When was it first detected? Some former government officials say the episodes stretch back decades, but the first victims in this spate of incidents were a group of Americans working at the U.S. Embassy in Havana in 2016. Since then, U.S. officials in several countries have experienced symptoms.
What is the source of the illness? Some officials are convinced that the symptoms are caused by Russian microwave attacks, but there is so far no evidence to support the theory. Outside experts have also suggested that the condition could be a psychosomatic reaction to stress.
How is the U.S. addressing the issue? The Biden administration, Congress and other agencies have taken steps to investigate the episodes and provide support to victims. President Biden raised the issue with Russian President Vladimir Putin in a summit earlier this year.

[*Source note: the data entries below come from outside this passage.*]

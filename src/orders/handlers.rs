use axum::{
    extract::{Path, Query, State},
    http::StatusCode,
    Json,
};
use rust_decimal::Decimal;
use serde::{Deserialize, Serialize};
use tracing::info;
use uuid::Uuid;
use validator::Validate;

use crate::{
    api::handler::AppState,
    error::AppResult,
    middleware::{validation::positive_decimal, ValidatedJson},
    orders::models::{NewOrder, Order, OrderFilter, OrderSide, OrderSource, OrderType},
};

#[derive(Debug, Deserialize, Validate)]
pub struct CreateOrderRequest {
    #[validate(length(min = 1, max = 32, message = "symbol must be 1-32 characters"))]
    pub symbol: String,
    pub side: OrderSide,
    #[serde(default)]
    pub order_type: OrderType,
    #[validate(custom = "positive_decimal")]
    pub quantity: Decimal,
    #[serde(default)]
    #[validate(custom = "positive_decimal")]
    pub price: Option<Decimal>,
    #[serde(default)]
    #[validate(length(min = 1, max = 64))]
    pub client_order_id: Option<String>,
    #[serde(default)]
    pub strategy: Option<String>,
}

impl From<CreateOrderRequest> for NewOrder {
    fn from(req: CreateOrderRequest) -> Self {
        NewOrder {
            symbol: req.symbol,
            side: req.side,
            order_type: req.order_type,
            quantity: req.quantity,
            price: req.price,
            source: OrderSource::Api,
            client_order_id: req.client_order_id,
            strategy: req.strategy,
        }
    }
}

#[derive(Debug, Serialize, Deserialize)]
pub struct OrderListResponse {
    pub orders: Vec<Order>,
    pub total_count: usize,
    pub open_count: usize,
}

/// POST /orders - 201 when created, 200 when `client_order_id` was already used
pub async fn create_order(
    State(state): State<AppState>,
    ValidatedJson(req): ValidatedJson<CreateOrderRequest>,
) -> AppResult<(StatusCode, Json<Order>)> {
    info!("Creating order: {:?} {} {}", req.side, req.quantity, req.symbol);

    let submission = state.orders.submit(req.into()).await?;
    let status = if submission.created {
        StatusCode::CREATED
    } else {
        StatusCode::OK
    };

    Ok((status, Json(submission.order)))
}

/// GET /orders?status=&symbol=
pub async fn list_orders(
    State(state): State<AppState>,
    Query(filter): Query<OrderFilter>,
) -> AppResult<Json<OrderListResponse>> {
    let orders = state.orders.list(&filter).await?;
    let open_count = orders.iter().filter(|o| o.is_open()).count();

    Ok(Json(OrderListResponse {
        total_count: orders.len(),
        open_count,
        orders,
    }))
}

/// GET /orders/:order_id
pub async fn get_order(
    State(state): State<AppState>,
    Path(order_id): Path<Uuid>,
) -> AppResult<Json<Order>> {
    Ok(Json(state.orders.get(order_id).await?))
}

/// POST /orders/:order_id/cancel, DELETE /orders/:order_id
pub async fn cancel_order(
    State(state): State<AppState>,
    Path(order_id): Path<Uuid>,
) -> AppResult<Json<Order>> {
    info!("Cancelling order: {}", order_id);
    Ok(Json(state.orders.cancel(order_id).await?))
}
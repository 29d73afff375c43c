pub mod auth;
pub mod deliveries;
pub mod handlers;
pub mod models;

use axum::{middleware, routing::post, Router};

use crate::{api::handler::AppState, middleware::rate_limit_middleware, server::RouteGroup};
use handlers::tradingview_webhook;

/// TradingView alert intake, mounted at `/webhook` behind the webhook quota
pub fn routes(state: &AppState) -> RouteGroup {
    let router: Router<AppState> = Router::new()
        .route("/", post(tradingview_webhook))
        .route("/tradingview", post(tradingview_webhook))
        .layer(middleware::from_fn_with_state(
            state.webhook_limiter.clone(),
            rate_limit_middleware,
        ));

    RouteGroup::new("/webhook", "tradingview", router)
        .describe("POST", "/tradingview", "Receive a TradingView alert")
        .describe("POST", "/", "Alias of /webhook/tradingview")
}
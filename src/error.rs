use axum::{
    http::StatusCode,
    response::{IntoResponse, Response},
    Json,
};
use serde::Serialize;
use thiserror::Error;
use uuid::Uuid;

use crate::orders::models::OrderStatus;

/// Top-level error type for the entire application
#[derive(Error, Debug)]
pub enum AppError {
    #[error("Order error: {0}")]
    Order(#[from] OrderError),

    #[error("Webhook error: {0}")]
    Webhook(#[from] WebhookError),

    #[error("Configuration error: {0}")]
    Config(#[from] config::ConfigError),

    #[error("Startup error: {0}")]
    Startup(String),

    #[error("I/O error: {0}")]
    Io(#[from] std::io::Error),

    #[error("Invalid input: {0}")]
    InvalidInput(String),

    #[error("Validation failed: {0}")]
    Validation(String),

    #[error("Not found: {0}")]
    NotFound(String),

    #[error("Rate limit exceeded")]
    RateLimited,
}

/// Order-related errors
#[derive(Error, Debug)]
pub enum OrderError {
    #[error("Order not found: {0}")]
    NotFound(Uuid),

    #[error("Order in invalid state: {current:?}, expected: {expected:?}")]
    InvalidState {
        current: OrderStatus,
        expected: OrderStatus,
    },

    #[error("Invalid order parameters: {0}")]
    InvalidParameters(String),
}

/// TradingView webhook errors
#[derive(Error, Debug)]
pub enum WebhookError {
    #[error("Invalid webhook passphrase")]
    InvalidPassphrase,

    #[error("Malformed alert payload: {0}")]
    MalformedPayload(String),
}

/// API error response structure
#[derive(Serialize)]
pub struct ErrorResponse {
    pub error: String,
    pub error_code: String,
    #[serde(skip_serializing_if = "Option::is_none")]
    pub details: Option<serde_json::Value>,
}

impl IntoResponse for AppError {
    fn into_response(self) -> Response {
        let (status, error_code, message, details) = match self {
            AppError::Order(OrderError::NotFound(id)) => (
                StatusCode::NOT_FOUND,
                "ORDER_NOT_FOUND",
                format!("Order not found: {}", id),
                Some(serde_json::json!({ "order_id": id })),
            ),
            AppError::Order(OrderError::InvalidState { current, expected }) => (
                StatusCode::CONFLICT,
                "ORDER_INVALID_STATE",
                format!("Order is {:?}, expected {:?}", current, expected),
                Some(serde_json::json!({
                    "current": current,
                    "expected": expected,
                })),
            ),
            AppError::Order(OrderError::InvalidParameters(msg)) => (
                StatusCode::UNPROCESSABLE_ENTITY,
                "VALIDATION_FAILED",
                msg,
                None,
            ),
            AppError::Webhook(WebhookError::InvalidPassphrase) => (
                StatusCode::UNAUTHORIZED,
                "INVALID_PASSPHRASE",
                "Webhook passphrase rejected".to_string(),
                None,
            ),
            AppError::Webhook(WebhookError::MalformedPayload(msg)) | AppError::InvalidInput(msg) => (
                StatusCode::BAD_REQUEST,
                "INVALID_INPUT",
                msg,
                None,
            ),
            AppError::Validation(msg) => (
                StatusCode::UNPROCESSABLE_ENTITY,
                "VALIDATION_FAILED",
                msg,
                None,
            ),
            AppError::NotFound(what) => (
                StatusCode::NOT_FOUND,
                "NOT_FOUND",
                format!("Not found: {}", what),
                None,
            ),
            AppError::RateLimited => (
                StatusCode::TOO_MANY_REQUESTS,
                "RATE_LIMITED",
                "Rate limit exceeded. Please try again later.".to_string(),
                None,
            ),
            AppError::Config(_) | AppError::Startup(_) => (
                StatusCode::INTERNAL_SERVER_ERROR,
                "CONFIGURATION_ERROR",
                "The service is misconfigured".to_string(),
                None,
            ),
            AppError::Io(_) => (
                StatusCode::INTERNAL_SERVER_ERROR,
                "INTERNAL_ERROR",
                "An internal error occurred".to_string(),
                None,
            ),
        };

        let body = Json(ErrorResponse {
            error: message,
            error_code: error_code.to_string(),
            details,
        });

        (status, body).into_response()
    }
}

impl From<serde_json::Error> for AppError {
    fn from(error: serde_json::Error) -> Self {
        AppError::Webhook(WebhookError::MalformedPayload(error.to_string()))
    }
}

/// Result type alias for the application
pub type AppResult<T> = Result<T, AppError>;
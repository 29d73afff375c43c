mod error;
mod api;
mod orders;
mod signals;
mod server;
mod bootstrap;
mod lifecycle;
mod logger;
mod middleware;
mod config;
mod reload;

use tracing::info;

use crate::{config::Settings, reload::ServerExit};

#[tokio::main]
async fn main() -> Result<(), Box<dyn std::error::Error>> {
    // Load configuration
    dotenv::dotenv().ok();
    let settings = Settings::from_env()?;

    // Initialize tracing
    logger::init(settings.mode);

    info!(
        "Starting {} ({} mode, reload {})",
        config::SERVICE_NAME,
        settings.environment,
        if settings.reload_enabled() { "on" } else { "off" }
    );

    let state = bootstrap::initialize_app_state(settings.clone())?;

    // Create HTTP server
    let groups = server::route_groups(&state);
    let app = server::create_app(state, groups)?;
    let lifecycle = lifecycle::default_lifecycle(&settings);

    // Run the Server
    match server::run_server(app, &settings, &lifecycle).await? {
        ServerExit::Shutdown => {
            info!("👋 Server stopped");
            Ok(())
        }
        ServerExit::Reload(exe) => Err(reload::restart(&exe).into()),
    }
}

While the law is intended to compensate patients for injuries related to Havana syndrome, it also provides assistance for a variety of government service-related injuries. Under the legislation, a C.I.A. officer who incurred a brain injury while serving in Iraq or Afghanistan could qualify for additional compensation.

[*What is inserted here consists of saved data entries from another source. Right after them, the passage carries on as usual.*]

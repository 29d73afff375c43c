use axum::{
    async_trait,
    extract::{FromRequest, Request},
    Json,
};
use rust_decimal::Decimal;
use serde::de::DeserializeOwned;
use validator::{Validate, ValidationError, ValidationErrors};

use crate::error::AppError;

/// JSON body extractor that also runs the type's `validator` rules.
pub struct ValidatedJson<T>(pub T);

#[async_trait]
impl<T, S> FromRequest<S> for ValidatedJson<T>
where
    T: DeserializeOwned + Validate,
    S: Send + Sync,
{
    type Rejection = AppError;

    async fn from_request(req: Request, state: &S) -> Result<Self, Self::Rejection> {
        let Json(value) = Json::<T>::from_request(req, state)
            .await
            .map_err(|rejection| AppError::InvalidInput(rejection.body_text()))?;

        validate_payload(&value)?;
        Ok(ValidatedJson(value))
    }
}

/// Run `validator` rules and flatten the failures into one message.
pub fn validate_payload<T: Validate>(value: &T) -> Result<(), AppError> {
    value
        .validate()
        .map_err(|e| AppError::Validation(describe(&e)))
}

/// `validator` custom rule for amounts
pub fn positive_decimal(value: &Decimal) -> Result<(), ValidationError> {
    if *value > Decimal::ZERO {
        Ok(())
    } else {
        let mut error = ValidationError::new("positive");
        error.message = Some("must be greater than zero".into());
        Err(error)
    }
}

fn describe(errors: &ValidationErrors) -> String {
    let mut fields: Vec<String> = errors
        .field_errors()
        .into_iter()
        .map(|(field, errors)| {
            let messages: Vec<String> = errors
                .iter()
                .map(|e| {
                    e.message
                        .as_ref()
                        .map(|s| s.to_string())
                        .unwrap_or_else(|| e.code.to_string())
                })
                .collect();
            format!("{}: {}", field, messages.join(", "))
        })
        .collect();
    fields.sort();
    fields.join("; ")
}
use std::net::{IpAddr, Ipv4Addr, SocketAddr};
use std::time::Duration;

use config::{Environment, Map};
use serde::Serialize;

pub const SERVICE_NAME: &str = "Ultimate Trading AI v15";
pub const SERVICE_DESCRIPTION: &str =
    "AI-Powered Trading System with Delta Exchange, TradingView & Telegram";
pub const SERVICE_VERSION: &str = "15.0.0";

const DEFAULT_PORT: u16 = 8000;
const DEFAULT_ENVIRONMENT: &str = "development";
const DEFAULT_DEDUP_TTL_SECS: u64 = 300;
const DEFAULT_WEBHOOK_RATE_LIMIT: u32 = 120;

/// How the process was asked to run. Resolved once from `ENVIRONMENT`.
#[derive(Debug, Clone, Copy, PartialEq, Eq, Serialize)]
#[serde(rename_all = "snake_case")]
pub enum RuntimeMode {
    Development,
    Production,
}

impl RuntimeMode {
    /// Only an explicit `ENVIRONMENT=development` selects development mode.
    pub fn from_environment(raw: Option<&str>) -> Self {
        match raw {
            Some(DEFAULT_ENVIRONMENT) => RuntimeMode::Development,
            _ => RuntimeMode::Production,
        }
    }

    pub fn reload_enabled(self) -> bool {
        self == RuntimeMode::Development
    }

    pub fn default_log_filter(self) -> &'static str {
        match self {
            RuntimeMode::Development => "info,tower_http=debug,trading_gateway=debug",
            RuntimeMode::Production => "info,tower_http=info",
        }
    }
}

#[derive(Debug, Clone)]
pub struct Settings {
    /// Name shown in logs; falls back to "development" when unset.
    pub environment: String,
    pub mode: RuntimeMode,
    pub host: IpAddr,
    pub port: u16,
    pub tradingview_passphrase: Option<String>,
    pub webhook_dedup_ttl: Duration,
    pub webhook_rate_limit_per_minute: u32,
}

impl Settings {
    pub fn from_env() -> Result<Self, config::ConfigError> {
        Self::from_map(std::env::vars())
    }

    /// Resolve settings from an explicit key/value map instead of the
    /// process environment.
    pub fn from_map<I, K, V>(vars: I) -> Result<Self, config::ConfigError>
    where
        I: IntoIterator<Item = (K, V)>,
        K: Into<String>,
        V: Into<String>,
    {
        let source: Map<String, String> = vars
            .into_iter()
            .map(|(k, v)| (k.into().to_lowercase(), v.into()))
            .collect();
        Self::load(Environment::default().source(Some(source)))
    }

    fn load(environment: Environment) -> Result<Self, config::ConfigError> {
        let cfg = config::Config::builder()
            .set_default("host", Ipv4Addr::UNSPECIFIED.to_string())?
            .set_default("port", DEFAULT_PORT as i64)?
            .set_default("webhook_dedup_ttl_secs", DEFAULT_DEDUP_TTL_SECS as i64)?
            .set_default("webhook_rate_limit_per_minute", DEFAULT_WEBHOOK_RATE_LIMIT as i64)?
            .add_source(environment)
            .build()?;

        let raw_environment = cfg
            .get_string("environment")
            .ok()
            .filter(|value| !value.is_empty());

        let host = cfg.get_string("host")?;
        let host: IpAddr = host.parse().map_err(|_| {
            config::ConfigError::Message(format!("HOST is not an IP address: {}", host))
        })?;

        let passphrase = cfg
            .get_string("tradingview_passphrase")
            .ok()
            .filter(|value| !value.is_empty());

        Ok(Self {
            environment: raw_environment
                .clone()
                .unwrap_or_else(|| DEFAULT_ENVIRONMENT.to_string()),
            mode: RuntimeMode::from_environment(raw_environment.as_deref()),
            host,
            port: cfg.get::<u16>("port")?,
            tradingview_passphrase: passphrase,
            webhook_dedup_ttl: Duration::from_secs(cfg.get::<u64>("webhook_dedup_ttl_secs")?),
            webhook_rate_limit_per_minute: cfg.get::<u32>("webhook_rate_limit_per_minute")?,
        })
    }

    pub fn bind_address(&self) -> SocketAddr {
        SocketAddr::new(self.host, self.port)
    }

    pub fn reload_enabled(&self) -> bool {
        self.mode.reload_enabled()
    }
}

impl Default for Settings {
    fn default() -> Self {
        Self {
            environment: DEFAULT_ENVIRONMENT.to_string(),
            mode: RuntimeMode::Production,
            host: IpAddr::V4(Ipv4Addr::UNSPECIFIED),
            port: DEFAULT_PORT,
            tradingview_passphrase: None,
            webhook_dedup_ttl: Duration::from_secs(DEFAULT_DEDUP_TTL_SECS),
            webhook_rate_limit_per_minute: DEFAULT_WEBHOOK_RATE_LIMIT,
        }
    }
}
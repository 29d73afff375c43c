use std::collections::HashSet;
use std::future::Future;
use std::sync::Arc;

use axum::{routing::get, Json, Router};
use tokio::{net::TcpListener, signal};
use tower_http::trace::TraceLayer;
use tracing::{debug, error, info, warn};

use crate::{
    api::{
        self,
        handler::{not_found, root, AppState},
        models::{ApiIndex, EndpointDoc},
    },
    config::{Settings, SERVICE_DESCRIPTION, SERVICE_NAME, SERVICE_VERSION},
    error::{AppError, AppResult},
    lifecycle::{HookReport, Lifecycle},
    middleware::create_cors_layer,
    orders,
    reload::{ExecutableWatcher, ServerExit, RELOAD_POLL_INTERVAL},
    signals,
};

/// Paths owned by the shell itself
const RESERVED_PREFIXES: [&str; 2] = ["/", "/docs"];

/// A named set of routes mounted under one path prefix
pub struct RouteGroup {
    prefix: &'static str,
    tag: &'static str,
    router: Router<AppState>,
    endpoints: Vec<(&'static str, &'static str, &'static str)>,
}

impl RouteGroup {
    pub fn new(prefix: &'static str, tag: &'static str, router: Router<AppState>) -> Self {
        Self {
            prefix,
            tag,
            router,
            endpoints: Vec::new(),
        }
    }

    /// Record an endpoint for `/docs`; `path` is relative to the prefix.
    pub fn describe(mut self, method: &'static str, path: &'static str, summary: &'static str) -> Self {
        self.endpoints.push((method, path, summary));
        self
    }

    fn docs(&self) -> impl Iterator<Item = EndpointDoc> + '_ {
        self.endpoints.iter().map(move |&(method, path, summary)| EndpointDoc {
            method,
            path: match path {
                "/" => self.prefix.to_string(),
                p => format!("{}{}", self.prefix, p),
            },
            tag: self.tag,
            summary,
        })
    }
}

/// The service's route groups: health, TradingView webhook, orders
pub fn route_groups(state: &AppState) -> Vec<RouteGroup> {
    vec![api::routes(), signals::routes(state), orders::routes()]
}

fn validate_prefix(prefix: &str, seen: &HashSet<&str>) -> AppResult<()> {
    if !prefix.starts_with('/') || prefix.len() < 2 || prefix.ends_with('/') {
        return Err(AppError::Startup(format!(
            "route prefix '{}' must start with '/' and name a path segment",
            prefix
        )));
    }
    if prefix.contains(':') || prefix.contains('*') {
        return Err(AppError::Startup(format!(
            "route prefix '{}' must not contain parameters",
            prefix
        )));
    }
    if RESERVED_PREFIXES.contains(&prefix) {
        return Err(AppError::Startup(format!("route prefix '{}' is reserved", prefix)));
    }
    if seen.contains(prefix) {
        return Err(AppError::Startup(format!("route prefix '{}' is mounted twice", prefix)));
    }
    Ok(())
}

/// Compose the route groups into the application router.
///
/// Fails before anything is bound if a group cannot be mounted.
pub fn create_app(state: AppState, groups: Vec<RouteGroup>) -> AppResult<Router> {
    info!("⚙️ Setting up HTTP routes...");

    let mut seen = HashSet::new();
    let mut endpoints = vec![
        EndpointDoc {
            method: "GET",
            path: "/".to_string(),
            tag: "root",
            summary: "Service status",
        },
        EndpointDoc {
            method: "GET",
            path: "/docs".to_string(),
            tag: "root",
            summary: "This index",
        },
    ];

    let mut app = Router::new().route("/", get(root));

    for group in groups {
        validate_prefix(group.prefix, &seen)?;
        seen.insert(group.prefix);
        endpoints.extend(group.docs());

        info!("   ✓ {} routes mounted at {}", group.tag, group.prefix);
        app = app.nest(group.prefix, group.router);
    }

    let index = Arc::new(ApiIndex {
        title: SERVICE_NAME,
        description: SERVICE_DESCRIPTION,
        version: SERVICE_VERSION,
        endpoints,
    });

    let app = app
        .route(
            "/docs",
            get(move || {
                let index = index.clone();
                async move { Json(index.as_ref().clone()) }
            }),
        )
        .fallback(not_found)
        .layer(create_cors_layer())
        .layer(TraceLayer::new_for_http())
        .with_state(state);

    info!("✓ HTTP routes configured");
    Ok(app)
}

/// Run startup hooks, bind, serve until Ctrl+C / SIGTERM (or a rebuild in
/// development mode), then run shutdown hooks.
pub async fn run_server(
    app: Router,
    settings: &Settings,
    lifecycle: &Lifecycle,
) -> AppResult<ServerExit> {
    let (startup, shutdown) = lifecycle.hook_names();
    debug!("Lifecycle hooks: startup {:?}, shutdown {:?}", startup, shutdown);
    log_hook_report("startup", &lifecycle.run_startup());

    let watcher = if settings.reload_enabled() {
        match ExecutableWatcher::current() {
            Ok(watcher) => {
                info!("♻️  Auto-reload enabled, watching {}", watcher.path().display());
                Some(watcher)
            }
            Err(e) => {
                warn!("⚠️  Auto-reload unavailable: {}", e);
                None
            }
        }
    } else {
        None
    };

    let address = settings.bind_address();
    let listener = match TcpListener::bind(address).await {
        Ok(listener) => listener,
        Err(e) => {
            error!("Failed to bind {}: {}", address, e);
            log_hook_report("shutdown", &lifecycle.run_shutdown());
            return Err(e.into());
        }
    };
    info!("🌐 Server listening on: {}", address);

    let (reload_tx, mut reload_rx) = tokio::sync::oneshot::channel();
    let shutdown = async move {
        match watcher {
            Some(watcher) => {
                let path = watcher.path().to_path_buf();
                tokio::select! {
                    _ = shutdown_signal() => {}
                    _ = watcher.changed(RELOAD_POLL_INTERVAL) => {
                        let _ = reload_tx.send(path);
                    }
                }
            }
            None => shutdown_signal().await,
        }
    };

    serve(listener, app, lifecycle, shutdown).await?;

    Ok(match reload_rx.try_recv() {
        Ok(path) => ServerExit::Reload(path),
        Err(_) => ServerExit::Shutdown,
    })
}

/// Serve on an already-bound listener until `shutdown` resolves, then run
/// the shutdown hooks. In-flight requests finish before this returns.
pub async fn serve<F>(
    listener: TcpListener,
    app: Router,
    lifecycle: &Lifecycle,
    shutdown: F,
) -> AppResult<()>
where
    F: Future<Output = ()> + Send + 'static,
{
    let result = axum::serve(listener, app)
        .with_graceful_shutdown(shutdown)
        .await;

    info!("Listener closed");
    log_hook_report("shutdown", &lifecycle.run_shutdown());

    result.map_err(AppError::from)
}

fn log_hook_report(phase: &str, report: &HookReport) {
    if !report.is_clean() {
        let failed: Vec<&str> = report.failed.iter().map(|(name, _)| *name).collect();
        warn!(
            "⚠️  {} finished with {} failed hook(s): {}",
            phase,
            failed.len(),
            failed.join(", ")
        );
    }
}

/// Listens for Ctrl+C and SIGTERM
async fn shutdown_signal() {
    let ctrl_c = async {
        if let Err(e) = signal::ctrl_c().await {
            error!("Failed to install Ctrl+C handler: {}", e);
            std::future::pending::<()>().await;
        }
    };

    #[cfg(unix)]
    let terminate = async {
        match signal::unix::signal(signal::unix::SignalKind::terminate()) {
            Ok(mut sigterm) => {
                sigterm.recv().await;
            }
            Err(e) => {
                error!("Failed to install SIGTERM handler: {}", e);
                std::future::pending::<()>().await;
            }
        }
    };

    #[cfg(not(unix))]
    let terminate = std::future::pending::<()>();

    tokio::select! {
        _ = ctrl_c => {},
        _ = terminate => {},
    }

    info!("Shutdown signal received, starting graceful shutdown...");
}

Intelligence agencies have not used the screening tool to categorize incident reports. Still, government officials and medical providers said the tool was helping them learn more about the symptoms associated with Havana syndrome and the injuries people were experiencing. It has helped people get care, the officials said, even if they have not met the criteria for a Havana syndrome case.

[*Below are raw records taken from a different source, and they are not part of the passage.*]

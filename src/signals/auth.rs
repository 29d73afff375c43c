use sha2::{Digest, Sha256};

use crate::error::WebhookError;

/// Shared-secret check for TradingView alerts.
///
/// TradingView cannot sign requests or set headers, so the secret travels in
/// the alert body. Both sides are hashed before comparison so the check does
/// not short-circuit on the secret's length or prefix.
#[derive(Clone)]
pub struct PassphraseGuard {
    expected: Option<[u8; 32]>,
}

impl PassphraseGuard {
    pub fn new(passphrase: Option<&str>) -> Self {
        Self {
            expected: passphrase.map(digest),
        }
    }

    pub fn is_enforced(&self) -> bool {
        self.expected.is_some()
    }

    pub fn verify(&self, provided: Option<&str>) -> Result<(), WebhookError> {
        let Some(expected) = self.expected else {
            return Ok(());
        };
        let provided = provided.ok_or(WebhookError::InvalidPassphrase)?;

        let actual = digest(provided);
        let diff = expected
            .iter()
            .zip(actual.iter())
            .fold(0u8, |acc, (a, b)| acc | (a ^ b));

        if diff == 0 {
            Ok(())
        } else {
            Err(WebhookError::InvalidPassphrase)
        }
    }
}

fn digest(value: &str) -> [u8; 32] {
    Sha256::digest(value.as_bytes()).into()
}
use rust_decimal::Decimal;
use serde::{Deserialize, Serialize};
use uuid::Uuid;
use validator::Validate;

use crate::middleware::validation::positive_decimal;
use crate::orders::models::{NewOrder, OrderSide, OrderSource, OrderType};

/// Alert body posted by a TradingView alert or strategy.
///
/// Field names follow the common `{{ticker}}` / `{{strategy.order.action}}`
/// placeholders; `symbol` and `contracts` are accepted as aliases.
#[derive(Debug, Clone, Deserialize, Validate)]
pub struct TradingViewAlert {
    #[serde(default)]
    pub passphrase: Option<String>,

    #[serde(alias = "symbol")]
    #[validate(length(min = 1, max = 32, message = "ticker must be 1-32 characters"))]
    pub ticker: String,

    pub action: OrderSide,

    #[serde(alias = "contracts", alias = "qty")]
    #[validate(custom = "positive_decimal")]
    pub quantity: Decimal,

    #[serde(default)]
    #[validate(custom = "positive_decimal")]
    pub price: Option<Decimal>,

    #[serde(default)]
    pub order_type: Option<OrderType>,

    #[serde(default)]
    #[validate(length(min = 1, max = 128))]
    pub alert_id: Option<String>,

    #[serde(default)]
    pub strategy: Option<String>,

    #[serde(default)]
    pub exchange: Option<String>,

    #[serde(default)]
    pub time: Option<String>,
}

impl TradingViewAlert {
    pub fn to_new_order(&self) -> NewOrder {
        NewOrder {
            symbol: self.ticker.clone(),
            side: self.action,
            order_type: self.order_type.unwrap_or_default(),
            quantity: self.quantity,
            price: self.price,
            source: OrderSource::TradingView,
            client_order_id: None,
            strategy: self.strategy.clone(),
        }
    }
}

/// Webhook processing response
#[derive(Debug, Serialize, Deserialize)]
pub struct WebhookResponse {
    pub accepted: bool,
    pub duplicate: bool,
    pub order_id: Option<Uuid>,
    pub idempotency_key: String,
    pub message: String,
}

#[cfg(test)]
mod tests {
    use super::*;
    use rust_decimal_macros::dec;

    #[test]
    fn test_parse_strategy_alert() {
        let body = r#"{
            "passphrase": "hunter2",
            "symbol": "BTCUSDT",
            "action": "BUY",
            "contracts": "0.25",
            "price": 64000.5,
            "strategy": "ema-cross",
            "time": "2024-05-01T12:00:00Z"
        }"#;

        let alert: TradingViewAlert = serde_json::from_str(body).unwrap();
        assert_eq!(alert.ticker, "BTCUSDT");
        assert_eq!(alert.action, OrderSide::Buy);
        assert_eq!(alert.quantity, dec!(0.25));
        assert!(alert.validate().is_ok());

        let order = alert.to_new_order();
        assert_eq!(order.order_type, OrderType::Market);
        assert_eq!(order.source, OrderSource::TradingView);
        assert_eq!(order.strategy.as_deref(), Some("ema-cross"));
    }

    #[test]
    fn test_rejects_bad_shapes() {
        let zero: TradingViewAlert =
            serde_json::from_str(r#"{"ticker":"ETHUSD","action":"sell","quantity":0}"#).unwrap();
        assert!(zero.validate().is_err());

        let empty: TradingViewAlert =
            serde_json::from_str(r#"{"ticker":"","action":"sell","quantity":1}"#).unwrap();
        assert!(empty.validate().is_err());

        let unknown_action =
            serde_json::from_str::<TradingViewAlert>(r#"{"ticker":"ETHUSD","action":"hold","quantity":1}"#);
        assert!(unknown_action.is_err());
    }

    #[test]
    fn test_action_and_order_type_are_case_insensitive() {
        let alert: TradingViewAlert = serde_json::from_str(
            r#"{"ticker":"ETHUSD","action":" bUy ","quantity":1,"order_type":"lImit","price":3100}"#,
        )
        .unwrap();

        assert_eq!(alert.action, OrderSide::Buy);
        assert_eq!(alert.order_type, Some(OrderType::Limit));
        assert!(alert.validate().is_ok());
    }
}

Dr. Pablo A. Celnik, the director of the department of physical medicine and rehabilitation at Johns Hopkins Medicine, said the program he oversees has treated a few dozen patients who were referred to the hospital after being screened by the triage tool. So far, he said, only a few ended up having diagnosable illnesses.
“Most of the time, we don’t find anything very clear-cut that can explain all of the symptoms,” Dr. Celnik said.
He said patients referred to Johns Hopkins by the State Department have an array of symptoms, like confusion, forgetfulness, trouble focusing, headaches, balance issues, hearing a ringing or buzzing sound, and pain on one side of the face. Some also experience anxiety or depression. But those symptoms are common in patients newly diagnosed with an illness, he said, and may not be directly attributable to the anomalous health episodes.
Dr. Celnik said that once patients who have been screened with the tool arrive at Hopkins, medical providers there focus on treating the symptoms rather than finding a concrete diagnosis.
“When the patients come, the first thing we try to do is rule out other medical conditions,” he said. “Once we have ruled out that there aren’t other possible diagnoses that are causing this, we engage right away in rehabilitation and recovery.”